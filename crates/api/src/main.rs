#[tokio::main]
async fn main() {
    canteen_observability::init();

    let jwt_secret = std::env::var("JWT_SECRET").unwrap_or_else(|_| {
        tracing::warn!("JWT_SECRET not set; using insecure dev default");
        "dev-secret".to_string()
    });

    let bind_addr = std::env::var("BIND_ADDR").unwrap_or_else(|_| "0.0.0.0:8080".to_string());

    let app = canteen_api::app::build_app(jwt_secret);

    let listener = tokio::net::TcpListener::bind(&bind_addr)
        .await
        .unwrap_or_else(|e| panic!("failed to bind {bind_addr}: {e}"));

    tracing::info!("listening on {}", bind_addr);

    if let Err(e) = axum::serve(listener, app).await {
        tracing::error!("server error: {e}");
    }
}
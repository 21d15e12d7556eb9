use std::collections::{BTreeMap, HashMap};
use std::sync::{Mutex, RwLock};

use chrono::Utc;

use canteen_core::{EngineError, EngineResult, ItemId};

use crate::item::{CategoryCount, MenuItem, MenuItemDraft, MenuItemPatch};

/// A committed stock decrement, with the price/name snapshot captured at the
/// moment of the decrement. Order lines are built from this snapshot, not
/// from caller-supplied data.
#[derive(Debug, Clone, PartialEq, Eq)]
pub struct Reservation {
    pub item_id: ItemId,
    pub name: String,
    pub unit_price: u64,
    pub quantity: u32,
}

/// Outcome of a stock release.
///
/// Releasing against a since-deleted item cannot restore anything; it is a
/// warned no-op so the owning order stays cancellable.
#[derive(Debug, Clone, Copy, PartialEq, Eq)]
pub enum Released {
    Restored { new_stock: u32 },
    ItemGone,
}

/// The authoritative store of menu items and their stock counters.
///
/// Locking discipline: the outer `RwLock` only guards the *set* of items
/// (insert/remove take the write lock); each counter sits behind its own
/// `Mutex`, so reserve/release on the same item are linearizable while
/// distinct items never contend.
#[derive(Debug, Default)]
pub struct CatalogStore {
    items: RwLock<HashMap<ItemId, Mutex<MenuItem>>>,
}

impl CatalogStore {
    pub fn new() -> Self {
        Self {
            items: RwLock::new(HashMap::new()),
        }
    }

    /// Add a new item to the catalog and return it (id assigned here).
    pub fn add_item(&self, draft: MenuItemDraft) -> EngineResult<MenuItem> {
        draft.validate()?;

        let now = Utc::now();
        let item = MenuItem {
            id: ItemId::new(),
            name: draft.name,
            price: draft.price,
            stock: draft.stock,
            category: draft.category,
            image: draft.image,
            created_at: now,
            updated_at: now,
        };

        let mut map = self.items.write().map_err(|_| lock_poisoned())?;
        map.insert(item.id, Mutex::new(item.clone()));
        Ok(item)
    }

    /// Apply a partial update; untouched fields keep their values.
    pub fn update_item(&self, item_id: ItemId, patch: MenuItemPatch) -> EngineResult<MenuItem> {
        let map = self.items.read().map_err(|_| lock_poisoned())?;
        let slot = map
            .get(&item_id)
            .ok_or(EngineError::ItemNotFound { item_id })?;

        // Validate before touching anything so a bad patch applies nothing.
        if matches!(&patch.name, Some(name) if name.trim().is_empty()) {
            return Err(EngineError::validation("name cannot be empty"));
        }
        if matches!(&patch.category, Some(category) if category.trim().is_empty()) {
            return Err(EngineError::validation("category cannot be empty"));
        }

        let mut item = slot.lock().map_err(|_| lock_poisoned())?;
        if let Some(name) = patch.name {
            item.name = name;
        }
        if let Some(price) = patch.price {
            item.price = price;
        }
        if let Some(stock) = patch.stock {
            item.stock = stock;
        }
        if let Some(category) = patch.category {
            item.category = category;
        }
        if let Some(image) = patch.image {
            item.image = Some(image);
        }
        item.updated_at = Utc::now();
        Ok(item.clone())
    }

    /// Remove an item from the catalog, returning its last state.
    ///
    /// Orders already holding reservations against it stay valid; their
    /// releases will land as [`Released::ItemGone`].
    pub fn remove_item(&self, item_id: ItemId) -> EngineResult<MenuItem> {
        let mut map = self.items.write().map_err(|_| lock_poisoned())?;
        let slot = map
            .remove(&item_id)
            .ok_or(EngineError::ItemNotFound { item_id })?;
        let item = slot.into_inner().map_err(|_| lock_poisoned())?;
        Ok(item)
    }

    pub fn get(&self, item_id: ItemId) -> Option<MenuItem> {
        let map = self.items.read().ok()?;
        let slot = map.get(&item_id)?;
        slot.lock().ok().map(|item| item.clone())
    }

    /// All items, sorted by name for stable listings.
    pub fn list(&self) -> Vec<MenuItem> {
        let map = match self.items.read() {
            Ok(m) => m,
            Err(_) => return vec![],
        };
        let mut items: Vec<MenuItem> = map
            .values()
            .filter_map(|slot| slot.lock().ok().map(|item| item.clone()))
            .collect();
        items.sort_by(|a, b| a.name.cmp(&b.name));
        items
    }

    /// Distinct categories with their item counts, sorted by name.
    pub fn list_categories(&self) -> Vec<CategoryCount> {
        let mut counts: BTreeMap<String, usize> = BTreeMap::new();
        for item in self.list() {
            *counts.entry(item.category).or_insert(0) += 1;
        }
        counts
            .into_iter()
            .map(|(name, count)| CategoryCount { name, count })
            .collect()
    }

    pub fn current_unit_price(&self, item_id: ItemId) -> EngineResult<u64> {
        self.get(item_id)
            .map(|item| item.price)
            .ok_or(EngineError::ItemNotFound { item_id })
    }

    pub fn current_stock(&self, item_id: ItemId) -> EngineResult<u32> {
        self.get(item_id)
            .map(|item| item.stock)
            .ok_or(EngineError::ItemNotFound { item_id })
    }

    /// Management-side stock correction (goods-in, spoilage).
    ///
    /// Goes through the same per-item lock as reserve/release and refuses to
    /// drive the counter below zero.
    pub fn adjust_stock(&self, item_id: ItemId, delta: i64) -> EngineResult<u32> {
        let map = self.items.read().map_err(|_| lock_poisoned())?;
        let slot = map
            .get(&item_id)
            .ok_or(EngineError::ItemNotFound { item_id })?;

        let mut item = slot.lock().map_err(|_| lock_poisoned())?;
        let new_stock = i64::from(item.stock) + delta;
        if new_stock < 0 {
            return Err(EngineError::insufficient_stock(
                item_id,
                delta.unsigned_abs().min(u64::from(u32::MAX)) as u32,
                item.stock,
            ));
        }
        if new_stock > i64::from(u32::MAX) {
            return Err(EngineError::validation("stock overflows"));
        }
        item.stock = new_stock as u32;
        item.updated_at = Utc::now();
        Ok(item.stock)
    }

    /// Atomically check `stock >= quantity` and decrement, in one indivisible
    /// step relative to every other reserve/release on the same item.
    ///
    /// Fails without side effects on insufficient stock or a missing item.
    pub fn try_reserve(&self, item_id: ItemId, quantity: u32) -> EngineResult<Reservation> {
        if quantity == 0 {
            return Err(EngineError::validation("quantity must be positive"));
        }

        let map = self.items.read().map_err(|_| lock_poisoned())?;
        let slot = map
            .get(&item_id)
            .ok_or(EngineError::ItemNotFound { item_id })?;

        let mut item = slot.lock().map_err(|_| lock_poisoned())?;
        if item.stock < quantity {
            return Err(EngineError::insufficient_stock(
                item_id, quantity, item.stock,
            ));
        }
        item.stock -= quantity;
        item.updated_at = Utc::now();

        Ok(Reservation {
            item_id,
            name: item.name.clone(),
            unit_price: item.price,
            quantity,
        })
    }

    /// Atomically return `quantity` units to the item's counter.
    ///
    /// Used for placement rollback and for cancellation/deletion. A missing
    /// item is tolerated: the stock is gone with the catalog entry, but the
    /// caller's compensation must still complete.
    pub fn release(&self, item_id: ItemId, quantity: u32) -> Released {
        let map = match self.items.read() {
            Ok(m) => m,
            Err(_) => return Released::ItemGone,
        };
        let Some(slot) = map.get(&item_id) else {
            tracing::warn!(%item_id, quantity, "release against missing catalog item; stock not restored");
            return Released::ItemGone;
        };

        match slot.lock() {
            Ok(mut item) => {
                item.stock = item.stock.saturating_add(quantity);
                item.updated_at = Utc::now();
                Released::Restored {
                    new_stock: item.stock,
                }
            }
            Err(_) => Released::ItemGone,
        }
    }
}

fn lock_poisoned() -> EngineError {
    EngineError::validation("catalog lock poisoned")
}
//! `canteen-catalog` — the catalog store: menu items and their stock counters.
//!
//! The `stock` field of every item is exclusively owned by [`CatalogStore`];
//! reserve/release are the only ways it moves once requests start flowing.

pub mod item;
pub mod store;

pub use item::{CategoryCount, MenuItem, MenuItemDraft, MenuItemPatch};
pub use store::{CatalogStore, Released, Reservation};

━━━━

*Task statement*
Search the listing for the string "CatalogStore". Copy each line where it turns up.

*Response*
pub struct CatalogStore {
impl CatalogStore {
//! The `stock` field of every item is exclusively owned by [`CatalogStore`];
pub use store::{CatalogStore, Released, Reservation};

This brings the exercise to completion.